Questo lancio è un grande risultato non solo per il Sud Africa ma per l’intero continente africano dal momento che MDASat è la prima costellazione satellitare interamente progettata e sviluppata in Africa. Altri Paesi africani (Algeria, Angola, Egitto, Etiopia, Ghana, Kenya, Marocco, Nigeria, Ruanda, Sud Africa, Sudan) hanno lanciato satelliti a partire dal 1999, ma lo sviluppo di questi dispositivi è sempre stato il risultato di partenariati con Stati o compagnie non africani.

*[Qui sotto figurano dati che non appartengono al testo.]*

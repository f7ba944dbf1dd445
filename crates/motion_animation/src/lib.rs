//! Motion Playground Animation System
//!
//! Frame-ticked tweening in the style of a host UI framework: timelines of
//! eased segments are committed onto an owner under a name, loop or run once,
//! and can be aborted by name.
//!
//! # Features
//!
//! - **Easing**: The curves used by the playground presets
//! - **Timelines**: Segments over normalized sub-ranges of a cycle
//! - **Scheduler**: Named animations per owner with commit/abort/repeat
//! - **Cancellation**: One token source per run cycle
//! - **Presets**: The fixed pulse/rotate/slide/fade/bounce table

pub mod cancel;
pub mod easing;
pub mod error;
pub mod presets;
pub mod scheduler;
pub mod timeline;

pub use cancel::{CancellationToken, CancellationTokenSource};
pub use easing::Easing;
pub use error::AnimationError;
pub use presets::{cycle_duration_ms, AnimatedProperty, PresetKind, MIN_SPEED_MULTIPLIER};
pub use scheduler::{Animation, AnimationId, AnimationScheduler, CommitOptions, OwnerId};
pub use timeline::{Segment, Timeline};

2. Cenni storici sulla politica spaziale sudafricana


Il Sudafrica è stato attivo nel contesto spaziale sin dagli albori. Verso la fine degli anni ’50 gli Stati Uniti stabilirono una stazione terrestre a Hartebeesthoek per il supporto delle loro missioni spaziali. Tra queste, la più nota è Mariner IV, la prima missione a livello globale per raccogliere e inviare immagini di un pianeta diverso dalla Terra. Le attività di questo centro, chiamato Hartebeesthoek Radio Astronomy Observatory (HRAO), continuano ancora oggi.


La vera svolta avvenne tra la fine degli anni ’80 e l’inizio degli anni ’90, quando il Sudafrica diede vita al programma Greensat, che portò alla costruzione del primo satellite del Paese sudafricano. Il progetto, nato con obiettivi militari, venne riconvertito per usi civili nel 1991, in particolare per l’osservazione della Terra. Tuttavia, fu cancellato nel 1994 a causa della mancanza di fondi. [1]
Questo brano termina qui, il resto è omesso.